**Work request**
Scan the lines below for "deaf"; report the number of lines that contain it, and only that.

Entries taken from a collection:
━━━━━━━━━━━━━━━━

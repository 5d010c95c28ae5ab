use async_trait::async_trait;
use serde::Serialize;
use serenity::model::id::{ChannelId, GuildId};
use std::sync::Arc;
use tracing::info;

use crate::audio::{
    search_query, AudioClient, ConnectOptions, PlayerUpdate, QueueSnapshot, TrackInfo,
    VoiceBridge,
};
use crate::errors::{AppError, AudioError};

#[derive(Debug, thiserror::Error)]
pub enum ServiceError {
    #[error("invalid {field}: {value:?}")]
    InvalidId { field: &'static str, value: String },

    #[error("could not load {query:?}: {message}")]
    Load { query: String, message: String },

    #[error(transparent)]
    Audio(#[from] AudioError),
}

impl From<ServiceError> for AppError {
    fn from(err: ServiceError) -> Self {
        match err {
            ServiceError::InvalidId { .. } => AppError::BadRequest(err.to_string()),
            ServiceError::Audio(AudioError::PlayerNotFound(_)) => AppError::NotFound(err.to_string()),
            other => AppError::InternalServerError(other.to_string()),
        }
    }
}

#[derive(Debug, Clone, PartialEq, Serialize)]
#[serde(rename_all = "camelCase")]
pub struct PlaybackState {
    pub guild_id: String,
    pub paused: bool,
}

#[derive(Debug, Clone, PartialEq, Serialize)]
#[serde(rename_all = "camelCase")]
pub struct ClearedQueue {
    pub guild_id: String,
    pub cleared: usize,
}

#[derive(Debug, Clone, PartialEq, Serialize)]
#[serde(rename_all = "camelCase")]
pub struct JoinedChannel {
    pub guild_id: String,
    pub channel_id: String,
}

#[derive(Debug, Clone, PartialEq, Serialize)]
#[serde(rename_all = "camelCase")]
pub struct SkipOutcome {
    pub guild_id: String,
    pub skipped: bool,
}

#[derive(Debug, Clone, PartialEq, Serialize)]
#[serde(rename_all = "camelCase")]
pub struct AddedTracks {
    pub guild_id: String,
    pub tracks: Vec<TrackInfo>,
}

/// Playback operations behind the HTTP control API.
///
/// Ids arrive exactly as the caller sent them; parsing them is the service's job.
#[cfg_attr(test, mockall::automock)]
#[async_trait]
pub trait PlaybackService: Send + Sync {
    async fn get_queue(&self, guild_id: String) -> Result<QueueSnapshot, ServiceError>;
    async fn pause_queue(&self, guild_id: String) -> Result<PlaybackState, ServiceError>;
    async fn resume_queue(&self, guild_id: String) -> Result<PlaybackState, ServiceError>;
    async fn clear_queue(&self, guild_id: String) -> Result<ClearedQueue, ServiceError>;
    async fn join_channel(
        &self,
        guild_id: String,
        channel_id: String,
    ) -> Result<JoinedChannel, ServiceError>;
    async fn skip_song(&self, guild_id: String) -> Result<SkipOutcome, ServiceError>;
    async fn add_song(&self, guild_id: String, track: String) -> Result<AddedTracks, ServiceError>;
}

/// [`PlaybackService`] backed by the audio client.
pub struct NodeServices {
    client: Arc<dyn AudioClient>,
    bridge: VoiceBridge,
}

impl NodeServices {
    pub fn new(client: Arc<dyn AudioClient>, bridge: VoiceBridge) -> Self {
        Self { client, bridge }
    }

    async fn set_paused(&self, raw_guild: String, paused: bool) -> Result<PlaybackState, ServiceError> {
        let guild_id = parse_guild(&raw_guild)?;
        self.client
            .update(guild_id, PlayerUpdate::Paused(paused))
            .await?;

        Ok(PlaybackState {
            guild_id: guild_id.to_string(),
            paused,
        })
    }
}

#[async_trait]
impl PlaybackService for NodeServices {
    async fn get_queue(&self, guild_id: String) -> Result<QueueSnapshot, ServiceError> {
        let guild_id = parse_guild(&guild_id)?;
        Ok(self.client.queue(guild_id).await?)
    }

    async fn pause_queue(&self, guild_id: String) -> Result<PlaybackState, ServiceError> {
        self.set_paused(guild_id, true).await
    }

    async fn resume_queue(&self, guild_id: String) -> Result<PlaybackState, ServiceError> {
        self.set_paused(guild_id, false).await
    }

    async fn clear_queue(&self, guild_id: String) -> Result<ClearedQueue, ServiceError> {
        let guild_id = parse_guild(&guild_id)?;
        let cleared = self.client.clear_queue(guild_id).await?;

        Ok(ClearedQueue {
            guild_id: guild_id.to_string(),
            cleared,
        })
    }

    async fn join_channel(
        &self,
        guild_id: String,
        channel_id: String,
    ) -> Result<JoinedChannel, ServiceError> {
        let guild_id = parse_guild(&guild_id)?;
        let channel_id = ChannelId::new(parse_id("channelId", &channel_id)?);

        if !self.client.player_exists(guild_id) {
            self.client.create_player(guild_id);
        }

        self.client
            .connect(
                guild_id,
                channel_id,
                ConnectOptions {
                    mute: false,
                    deaf: true,
                },
                self.bridge.clone(),
            )
            .await?;

        info!("🔊 Uniendo a canal {} en guild {} vía API", channel_id, guild_id);
        Ok(JoinedChannel {
            guild_id: guild_id.to_string(),
            channel_id: channel_id.to_string(),
        })
    }

    async fn skip_song(&self, guild_id: String) -> Result<SkipOutcome, ServiceError> {
        let guild_id = parse_guild(&guild_id)?;
        let skipped = self.client.skip_track(guild_id).await?;

        Ok(SkipOutcome {
            guild_id: guild_id.to_string(),
            skipped,
        })
    }

    async fn add_song(&self, guild_id: String, track: String) -> Result<AddedTracks, ServiceError> {
        let guild_id = parse_guild(&guild_id)?;
        if !self.client.player_exists(guild_id) {
            return Err(AudioError::PlayerNotFound(guild_id).into());
        }

        let query = search_query(&track);
        let tracks = self
            .client
            .load_track(&query)
            .await?
            .into_selection()
            .map_err(|error| ServiceError::Load {
                query: query.clone(),
                message: error.message.unwrap_or(error.cause),
            })?;

        if !tracks.is_empty() {
            let encodeds = tracks.iter().map(|track| track.encoded.clone()).collect();
            self.client
                .update(guild_id, PlayerUpdate::Tracks(encodeds))
                .await?;
        }

        Ok(AddedTracks {
            guild_id: guild_id.to_string(),
            tracks: tracks.into_iter().map(|track| track.info).collect(),
        })
    }
}

fn parse_id(field: &'static str, raw: &str) -> Result<u64, ServiceError> {
    raw.trim()
        .parse::<u64>()
        .ok()
        .filter(|id| *id != 0)
        .ok_or_else(|| ServiceError::InvalidId {
            field,
            value: raw.to_string(),
        })
}

fn parse_guild(raw: &str) -> Result<GuildId, ServiceError> {
    parse_id("guildId", raw).map(GuildId::new)
}

#[cfg(test)]
mod tests {
    use super::*;
    use crate::audio::client::MockAudioClient;
    use crate::audio::model::{LoadError, TrackData};
    use crate::audio::LoadResult;
    use pretty_assertions::assert_eq;

    fn services(client: MockAudioClient) -> NodeServices {
        NodeServices::new(Arc::new(client), VoiceBridge::new(|_, _| {}))
    }

    fn track(title: &str) -> TrackData {
        serde_json::from_value(serde_json::json!({
            "encoded": format!("enc-{title}"),
            "info": {
                "identifier": title,
                "isSeekable": true,
                "author": "artist",
                "length": 1,
                "isStream": false,
                "position": 0,
                "title": title,
                "uri": null,
                "artworkUrl": null,
                "isrc": null,
                "sourceName": "youtube"
            }
        }))
        .unwrap()
    }

    #[tokio::test]
    async fn test_invalid_guild_id() {
        let result = services(MockAudioClient::new())
            .pause_queue("not-a-number".to_string())
            .await;
        assert!(matches!(
            result,
            Err(ServiceError::InvalidId { field: "guildId", .. })
        ));
    }

    #[tokio::test]
    async fn test_pause_and_resume() {
        let mut client = MockAudioClient::new();
        client
            .expect_update()
            .times(2)
            .withf(|guild_id, _| *guild_id == GuildId::new(5))
            .returning(|_, _| Ok(()));
        let services = services(client);

        let paused = services.pause_queue("5".to_string()).await.unwrap();
        let resumed = services.resume_queue("5".to_string()).await.unwrap();

        assert_eq!(
            paused,
            PlaybackState {
                guild_id: "5".to_string(),
                paused: true
            }
        );
        assert!(!resumed.paused);
    }

    #[tokio::test]
    async fn test_join_creates_player_and_connects() {
        let mut client = MockAudioClient::new();
        client.expect_player_exists().return_const(false);
        client.expect_create_player().times(1).return_const(());
        client
            .expect_connect()
            .times(1)
            .withf(|guild_id, channel_id, options, _| {
                *guild_id == GuildId::new(5) && *channel_id == ChannelId::new(6) && options.deaf
            })
            .returning(|_, _, _, _| Ok(()));

        let joined = services(client)
            .join_channel("5".to_string(), "6".to_string())
            .await
            .unwrap();
        assert_eq!(joined.channel_id, "6");
    }

    #[tokio::test]
    async fn test_add_song_enqueues_selection() {
        let mut client = MockAudioClient::new();
        client.expect_player_exists().return_const(true);
        client
            .expect_load_track()
            .times(1)
            .withf(|query| query == "ytsearch:lofi")
            .returning(|_| Ok(LoadResult::Search(vec![track("a"), track("b")])));
        client
            .expect_update()
            .times(1)
            .withf(|_, update| *update == PlayerUpdate::Tracks(vec!["enc-a".to_string()]))
            .returning(|_, _| Ok(()));

        let added = services(client)
            .add_song("5".to_string(), "lofi".to_string())
            .await
            .unwrap();
        assert_eq!(added.tracks.len(), 1);
        assert_eq!(added.tracks[0].title, "a");
    }

    #[tokio::test]
    async fn test_add_song_load_error() {
        let mut client = MockAudioClient::new();
        client.expect_player_exists().return_const(true);
        client.expect_load_track().returning(|_| {
            Ok(LoadResult::Error(LoadError {
                message: Some("blocked".to_string()),
                severity: "suspicious".to_string(),
                cause: String::new(),
            }))
        });
        client.expect_update().never();

        let result = services(client)
            .add_song("5".to_string(), "https://example.com/x".to_string())
            .await;
        match result {
            Err(ServiceError::Load { query, message }) => {
                assert_eq!(query, "https://example.com/x");
                assert_eq!(message, "blocked");
            }
            other => panic!("unexpected {other:?}"),
        }
    }

    #[tokio::test]
    async fn test_add_song_without_player() {
        let mut client = MockAudioClient::new();
        client.expect_player_exists().return_const(false);
        client.expect_load_track().never();

        let result = services(client)
            .add_song("5".to_string(), "x".to_string())
            .await;
        assert!(matches!(
            result,
            Err(ServiceError::Audio(AudioError::PlayerNotFound(_)))
        ));
    }

    #[test]
    fn test_error_mapping() {
        let bad = AppError::from(ServiceError::InvalidId {
            field: "guildId",
            value: "x".to_string(),
        });
        assert!(matches!(bad, AppError::BadRequest(_)));

        let missing = AppError::from(ServiceError::Audio(AudioError::PlayerNotFound(
            GuildId::new(1),
        )));
        assert!(matches!(missing, AppError::NotFound(_)));

        let down = AppError::from(ServiceError::Audio(AudioError::NodeUnavailable));
        assert!(matches!(down, AppError::InternalServerError(_)));
    }
}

━━━━━━━━━━━━━━━━

**Task answer**
2